UNPUBLISHED
UNITED STATES COURT OF APPEALS
FOR THE FOURTH CIRCUIT
No. 10-4577
UNITED STATES OF AMERICA,
Plaintiff - Appellee,
v.
DAVID BARREN, a/k/a James Willie Jones, a/k/a Vincent
Hutchins,
Defendant - Appellant.
Appeal from the United States District Court for the District of
Maryland, at Greenbelt. Peter J. Messitte, Senior District
Judge. (8:08-cr-00053-PJM-1)
Submitted: June 29, 2012 Decided: July 12, 2012
Before DUNCAN and FLOYD, Circuit Judges, and HAMILTON, Senior
Circuit Judge.
Affirmed by unpublished per curiam opinion.
Francis A. Pommett, III, LAW OFFICES OF NATHANSON & POMMETT,
Baltimore, Maryland, for Appellant. Rod J. Rosenstein, United
States Attorney, Mushtaq Gunja, Assistant United States
Attorney, Baltimore, Maryland, for Appellee.

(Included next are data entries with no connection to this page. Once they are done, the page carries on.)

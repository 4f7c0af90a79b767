//! Tiles selected for rendering.

use std::sync::Arc;

use glam::DVec3;
use tessera_geo::{Angle, Sector};

use crate::bounding_box::BoundingBox;
use crate::render_info::RenderInfo;

/// A visible tile of the current tessellation.
#[derive(Debug, Clone)]
pub struct RectTile {
    sector: Sector,
    level: usize,
    bounding_box: BoundingBox,
    render_info: Arc<RenderInfo>,
}

impl RectTile {
    pub(crate) fn new(
        sector: Sector,
        level: usize,
        bounding_box: BoundingBox,
        render_info: Arc<RenderInfo>,
    ) -> Self {
        Self {
            sector,
            level,
            bounding_box,
            render_info,
        }
    }

    #[must_use]
    pub fn sector(&self) -> &Sector {
        &self.sector
    }

    /// Quadtree depth below the top-level tiles.
    #[must_use]
    pub fn level(&self) -> usize {
        self.level
    }

    #[must_use]
    pub fn density(&self) -> usize {
        self.render_info.density()
    }

    #[must_use]
    pub fn bounding_box(&self) -> &BoundingBox {
        &self.bounding_box
    }

    #[must_use]
    pub fn reference_center(&self) -> DVec3 {
        self.render_info.reference_center()
    }

    #[must_use]
    pub fn render_info(&self) -> &Arc<RenderInfo> {
        &self.render_info
    }

    #[must_use]
    pub fn contains(&self, latitude: Angle, longitude: Angle) -> bool {
        self.sector.contains(latitude, longitude)
    }
}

Unpublished opinions are not binding precedent in this circuit.
PER CURIAM:
David Barren appeals his convictions and life sentence
following a jury trial on a fifty-three-count second superseding
indictment charging him with drug, money laundering, and evasion
of financial reporting offenses. On appeal, Barren contends
that the district court’s pretrial rulings deprived him of the
effective assistance of counsel. Finding no error, we affirm.

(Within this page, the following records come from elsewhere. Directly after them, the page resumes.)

//! Ellipsoidal globe transforms and camera clip-plane heuristics.
//!
//! Cartesian coordinates use a Y-up frame: +Y points to the north pole, +Z
//! crosses the equator at longitude 0 and +X crosses it at longitude 90°E.

use glam::DVec3;

use crate::angle::Angle;
use crate::latlon::Position;

/// Bits of depth-buffer precision assumed when deriving the near plane.
pub const DEPTH_BITS: u32 = 24;

/// Depth resolution, in metres, wanted at the far clip plane.
pub const FAR_RESOLUTION: f64 = 2.0;

/// Lower bound of the near clip distance in metres.
pub const MINIMUM_NEAR_DISTANCE: f64 = 1.0;

/// Lower bound of the far clip distance in metres.
pub const MINIMUM_FAR_DISTANCE: f64 = 100.0;

/// A reference ellipsoid of revolution.
#[derive(Debug, Clone, Copy, PartialEq)]
pub struct Ellipsoid {
    equatorial_radius: f64,
    polar_radius: f64,
    eccentricity_squared: f64,
}

impl Ellipsoid {
    /// The WGS84 datum.
    pub const WGS84: Ellipsoid = Ellipsoid {
        equatorial_radius: 6_378_137.0,
        polar_radius: 6_356_752.314_245,
        eccentricity_squared: 0.006_694_379_990_13,
    };

    #[must_use]
    pub fn new(equatorial_radius: f64, polar_radius: f64) -> Self {
        let ratio = polar_radius / equatorial_radius;
        Self {
            equatorial_radius,
            polar_radius,
            eccentricity_squared: 1.0 - ratio * ratio,
        }
    }

    #[must_use]
    pub fn sphere(radius: f64) -> Self {
        Self::new(radius, radius)
    }

    #[must_use]
    pub fn equatorial_radius(&self) -> f64 {
        self.equatorial_radius
    }

    #[must_use]
    pub fn polar_radius(&self) -> f64 {
        self.polar_radius
    }

    #[must_use]
    pub fn eccentricity_squared(&self) -> f64 {
        self.eccentricity_squared
    }

    /// The radius used for screen-space error estimates.
    #[must_use]
    pub fn radius(&self) -> f64 {
        self.equatorial_radius
    }

    /// Distance from the centre to the surface at the given geodetic latitude.
    #[must_use]
    pub fn radius_at(&self, latitude: Angle) -> f64 {
        self.geodetic_to_cartesian(latitude, Angle::ZERO, 0.0)
            .length()
    }

    /// Forward transform from geodetic coordinates to Cartesian.
    #[must_use]
    pub fn geodetic_to_cartesian(&self, latitude: Angle, longitude: Angle, elevation: f64) -> DVec3 {
        let cos_lat = latitude.cos();
        let sin_lat = latitude.sin();
        let cos_lon = longitude.cos();
        let sin_lon = longitude.sin();

        // Radius of curvature in the prime vertical.
        let rpm = self.equatorial_radius
            / (1.0 - self.eccentricity_squared * sin_lat * sin_lat).sqrt();

        DVec3::new(
            (rpm + elevation) * cos_lat * sin_lon,
            (rpm * (1.0 - self.eccentricity_squared) + elevation) * sin_lat,
            (rpm + elevation) * cos_lat * cos_lon,
        )
    }

    #[must_use]
    pub fn position_to_cartesian(&self, position: &Position) -> DVec3 {
        self.geodetic_to_cartesian(position.latitude(), position.longitude(), position.elevation)
    }

    /// Inverse transform using Vermeille's closed form (Journal of Geodesy,
    /// 2002, "Direct transformation from geocentric coordinates to geodetic
    /// coordinates").
    #[must_use]
    pub fn cartesian_to_geodetic(&self, point: DVec3) -> Position {
        // Geocentric axes: X toward longitude 0, Y toward 90°E, Z north.
        let x = point.z;
        let y = point.x;
        let z = point.y;

        let xx_p_yy = x * x + y * y;
        let sqrt_xx_p_yy = xx_p_yy.sqrt();

        let a = self.equatorial_radius;
        let ra2 = 1.0 / (a * a);
        let e2 = self.eccentricity_squared;
        let e4 = e2 * e2;

        let p = xx_p_yy * ra2;
        let q = z * z * (1.0 - e2) * ra2;
        let r = (p + q - e4) / 6.0;

        let evolute_border_test = 8.0 * r * r * r + e4 * p * q;

        let (phi, h) = if evolute_border_test > 0.0 || q != 0.0 {
            let u = if evolute_border_test > 0.0 {
                let rad1 = evolute_border_test.sqrt();
                let rad2 = (e4 * p * q).sqrt();

                // Away from the cusps of the evolute a single cube root suffices.
                if evolute_border_test > 10.0 * e2 {
                    let rad3 = ((rad1 + rad2) * (rad1 + rad2)).cbrt();
                    r + 0.5 * rad3 + 2.0 * r * r / rad3
                } else {
                    r + 0.5 * ((rad1 + rad2) * (rad1 + rad2)).cbrt()
                        + 0.5 * ((rad1 - rad2) * (rad1 - rad2)).cbrt()
                }
            } else {
                // Inside the evolute.
                let rad1 = (-evolute_border_test).sqrt();
                let rad2 = (-8.0 * r * r * r).sqrt();
                let rad3 = (e4 * p * q).sqrt();
                let atan = 2.0 * rad3.atan2(rad1 + rad2) / 3.0;
                -4.0 * r * atan.sin() * (std::f64::consts::FRAC_PI_6 + atan).cos()
            };

            let v = (u * u + e4 * q).sqrt();
            let w = e2 * (u + v - q) / (2.0 * v);
            let k = (u + v) / ((w * w + u + v).sqrt() + w);
            let d = k * sqrt_xx_p_yy / (k + e2);
            let sqrt_dd_p_zz = (d * d + z * z).sqrt();

            let h = (k + e2 - 1.0) * sqrt_dd_p_zz / k;
            let phi = 2.0 * z.atan2(sqrt_dd_p_zz + d);
            (phi, h)
        } else {
            // Singular disk in the equatorial plane near the centre.
            let rad1 = (1.0 - e2).sqrt();
            let rad2 = (e2 - p).sqrt();
            let e = e2.sqrt();

            let h = -a * rad1 * rad2 / e;
            let phi = 2.0 * (e4 - p).sqrt().atan2(e * rad2 + rad1 * p.sqrt());
            (phi, h)
        };

        // Longitude, choosing the numerically best-conditioned half-angle form.
        let s2 = std::f64::consts::SQRT_2;
        let lambda = if (s2 - 1.0) * y < sqrt_xx_p_yy + x {
            2.0 * y.atan2(sqrt_xx_p_yy + x)
        } else if sqrt_xx_p_yy + y < (s2 + 1.0) * x {
            -std::f64::consts::FRAC_PI_2 + 2.0 * x.atan2(sqrt_xx_p_yy - y)
        } else {
            std::f64::consts::FRAC_PI_2 - 2.0 * x.atan2(sqrt_xx_p_yy + y)
        };

        Position::new(Angle::from_radians(phi), Angle::from_radians(lambda), h)
    }

    /// Unit normal to the ellipsoid surface at a geodetic location.
    #[must_use]
    pub fn surface_normal(&self, latitude: Angle, longitude: Angle) -> DVec3 {
        let cos_lat = latitude.cos();
        DVec3::new(
            cos_lat * longitude.sin(),
            latitude.sin(),
            cos_lat * longitude.cos(),
        )
    }

    /// Distance to the horizon from a point `elevation` metres above the surface.
    #[must_use]
    pub fn horizon_distance(&self, elevation: f64) -> f64 {
        if elevation <= 0.0 {
            return 0.0;
        }
        (elevation * (2.0 * self.equatorial_radius + elevation)).sqrt()
    }

    /// Far clip distance for an eye at `eye_elevation` above the ellipsoid.
    #[must_use]
    pub fn far_clip_distance(&self, eye_elevation: f64) -> f64 {
        self.horizon_distance(eye_elevation)
            .max(MINIMUM_FAR_DISTANCE)
    }

    /// Near clip distance balancing view clearance against depth precision at
    /// the far plane.
    #[must_use]
    pub fn near_clip_distance(&self, field_of_view: Angle, eye_elevation: f64) -> f64 {
        let far = self.far_clip_distance(eye_elevation);
        let near = perspective_near_distance(field_of_view, eye_elevation.max(0.0));
        let depth_limited = depth_limited_near_distance(far, FAR_RESOLUTION, DEPTH_BITS);
        near.max(depth_limited).max(MINIMUM_NEAR_DISTANCE)
    }
}

impl Default for Ellipsoid {
    fn default() -> Self {
        Self::WGS84
    }
}

/// Largest near distance that keeps an object `distance_to_object` away
/// inside the view volume for the given field of view.
#[must_use]
pub fn perspective_near_distance(field_of_view: Angle, distance_to_object: f64) -> f64 {
    let tan_half_fov = field_of_view.tan_half_angle();
    distance_to_object / (2.0 * (2.0 * tan_half_fov * tan_half_fov + 1.0).sqrt())
}

/// Smallest near distance that still resolves `far_resolution` metres at the
/// far plane with a depth buffer of `depth_bits` bits.
#[must_use]
pub fn depth_limited_near_distance(far_distance: f64, far_resolution: f64, depth_bits: u32) -> f64 {
    let max_depth_value = ((1u64 << depth_bits.clamp(1, 52)) - 1) as f64;
    far_distance / (max_depth_value / (1.0 - far_resolution / far_distance) - max_depth_value + 1.0)
}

Barren first argues that the district court deprived
him of the effective assistance of counsel by permitting an
attorney with a conflict of interest to represent him. To prove
ineffective assistance based on a conflict of interest, the
defendant must demonstrate that (1) counsel “operated under a
‘conflict of interest’ and (2) such conflict ‘adversely affected
his lawyer’s performance.’” United States v. Nicholson, 611
F.3d 191, 205 (4th Cir. 2010) (quoting Cuyler v. Sullivan, 446
U.S. 335, 348 (1980)); see Mickens v. Taylor, 240 F.3d 348, 361
(4th Cir. 2001) (providing test for proving adverse effect). * We
conclude that because ineffective assistance does not
conclusively appear from the record, Barren’s claim is not
*
Although Barren urges us to apply the per se conflict of
interest rule espoused by the Second Circuit in United States v.
Williams, 372 F.3d 96, 102-03 (2d Cir. 2004), we decline to do
so under the facts here presented.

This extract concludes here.